How to complete this task. Among the records below, how many lines contain the word "OrderFilter"? The answer is a single number.

Data for the task.
*****
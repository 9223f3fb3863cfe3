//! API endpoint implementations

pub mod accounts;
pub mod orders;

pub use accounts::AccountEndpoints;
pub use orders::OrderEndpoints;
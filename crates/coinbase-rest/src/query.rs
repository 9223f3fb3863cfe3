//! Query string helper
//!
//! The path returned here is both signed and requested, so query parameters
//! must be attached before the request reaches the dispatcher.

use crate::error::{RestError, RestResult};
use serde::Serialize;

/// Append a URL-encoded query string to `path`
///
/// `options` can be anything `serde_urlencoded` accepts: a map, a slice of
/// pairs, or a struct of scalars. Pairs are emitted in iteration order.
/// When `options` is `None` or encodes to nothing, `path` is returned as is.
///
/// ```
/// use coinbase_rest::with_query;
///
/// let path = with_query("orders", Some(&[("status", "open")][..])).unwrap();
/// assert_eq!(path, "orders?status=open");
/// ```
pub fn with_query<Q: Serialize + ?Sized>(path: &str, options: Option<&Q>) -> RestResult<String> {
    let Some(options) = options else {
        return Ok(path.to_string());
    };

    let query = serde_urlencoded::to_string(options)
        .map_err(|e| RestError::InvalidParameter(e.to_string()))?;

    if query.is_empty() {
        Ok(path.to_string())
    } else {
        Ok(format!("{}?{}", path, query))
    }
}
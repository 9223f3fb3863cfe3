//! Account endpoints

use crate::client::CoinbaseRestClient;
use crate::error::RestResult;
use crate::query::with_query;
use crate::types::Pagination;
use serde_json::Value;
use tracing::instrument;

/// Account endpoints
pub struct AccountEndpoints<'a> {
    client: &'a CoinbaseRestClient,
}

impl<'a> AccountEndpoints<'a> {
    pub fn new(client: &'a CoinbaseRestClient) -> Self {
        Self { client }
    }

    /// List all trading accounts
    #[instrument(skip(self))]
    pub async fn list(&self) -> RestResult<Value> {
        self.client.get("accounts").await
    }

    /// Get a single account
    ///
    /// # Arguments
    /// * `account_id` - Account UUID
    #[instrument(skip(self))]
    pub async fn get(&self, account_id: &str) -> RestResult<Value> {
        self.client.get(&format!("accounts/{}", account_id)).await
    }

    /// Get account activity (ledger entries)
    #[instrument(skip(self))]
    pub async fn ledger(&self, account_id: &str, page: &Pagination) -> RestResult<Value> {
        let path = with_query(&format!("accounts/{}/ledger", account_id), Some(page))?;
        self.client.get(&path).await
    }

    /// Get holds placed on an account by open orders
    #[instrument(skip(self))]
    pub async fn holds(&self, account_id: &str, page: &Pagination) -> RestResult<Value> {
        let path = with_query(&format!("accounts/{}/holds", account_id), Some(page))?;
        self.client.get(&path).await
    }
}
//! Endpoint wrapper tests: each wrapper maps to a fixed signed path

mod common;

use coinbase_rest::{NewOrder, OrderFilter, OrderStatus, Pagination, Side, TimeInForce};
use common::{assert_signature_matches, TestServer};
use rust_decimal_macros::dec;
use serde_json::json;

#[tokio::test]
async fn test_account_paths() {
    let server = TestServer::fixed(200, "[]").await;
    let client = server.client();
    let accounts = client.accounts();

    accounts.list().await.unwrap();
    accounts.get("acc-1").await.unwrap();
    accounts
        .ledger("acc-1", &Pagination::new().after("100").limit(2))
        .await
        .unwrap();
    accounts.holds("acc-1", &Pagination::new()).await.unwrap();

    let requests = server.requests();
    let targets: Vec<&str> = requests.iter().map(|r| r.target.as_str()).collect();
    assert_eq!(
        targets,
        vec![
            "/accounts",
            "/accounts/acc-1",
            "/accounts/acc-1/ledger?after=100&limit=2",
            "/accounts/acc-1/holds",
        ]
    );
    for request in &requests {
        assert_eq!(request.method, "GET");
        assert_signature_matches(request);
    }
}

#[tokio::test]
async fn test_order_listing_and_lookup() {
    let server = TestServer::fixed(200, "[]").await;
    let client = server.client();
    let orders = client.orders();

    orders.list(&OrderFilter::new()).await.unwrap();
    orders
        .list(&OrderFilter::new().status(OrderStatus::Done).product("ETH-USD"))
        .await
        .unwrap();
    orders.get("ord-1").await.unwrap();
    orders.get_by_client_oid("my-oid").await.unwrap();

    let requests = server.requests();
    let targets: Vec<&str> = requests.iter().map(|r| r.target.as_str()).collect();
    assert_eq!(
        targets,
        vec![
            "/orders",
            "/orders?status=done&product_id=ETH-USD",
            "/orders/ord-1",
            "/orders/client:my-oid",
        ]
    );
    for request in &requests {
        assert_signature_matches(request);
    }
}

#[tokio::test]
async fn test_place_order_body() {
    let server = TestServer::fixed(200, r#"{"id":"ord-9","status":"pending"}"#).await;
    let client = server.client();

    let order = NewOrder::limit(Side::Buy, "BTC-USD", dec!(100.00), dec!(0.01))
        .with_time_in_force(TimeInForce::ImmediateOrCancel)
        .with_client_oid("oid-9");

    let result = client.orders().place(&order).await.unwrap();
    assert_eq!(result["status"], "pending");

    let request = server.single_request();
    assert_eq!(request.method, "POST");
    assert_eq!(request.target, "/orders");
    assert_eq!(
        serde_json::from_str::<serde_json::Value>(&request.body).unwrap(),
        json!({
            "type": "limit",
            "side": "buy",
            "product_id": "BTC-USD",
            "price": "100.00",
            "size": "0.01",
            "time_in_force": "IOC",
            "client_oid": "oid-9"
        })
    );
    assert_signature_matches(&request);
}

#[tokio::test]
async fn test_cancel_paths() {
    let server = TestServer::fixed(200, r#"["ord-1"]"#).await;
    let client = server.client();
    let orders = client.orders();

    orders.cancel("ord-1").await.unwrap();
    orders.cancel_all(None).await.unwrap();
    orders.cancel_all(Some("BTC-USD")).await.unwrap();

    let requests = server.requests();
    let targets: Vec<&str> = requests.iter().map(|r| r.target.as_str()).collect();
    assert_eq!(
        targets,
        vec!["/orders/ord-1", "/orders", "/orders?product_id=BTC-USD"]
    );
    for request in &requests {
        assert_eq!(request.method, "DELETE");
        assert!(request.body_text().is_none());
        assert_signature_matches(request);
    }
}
*****
Finished task. 3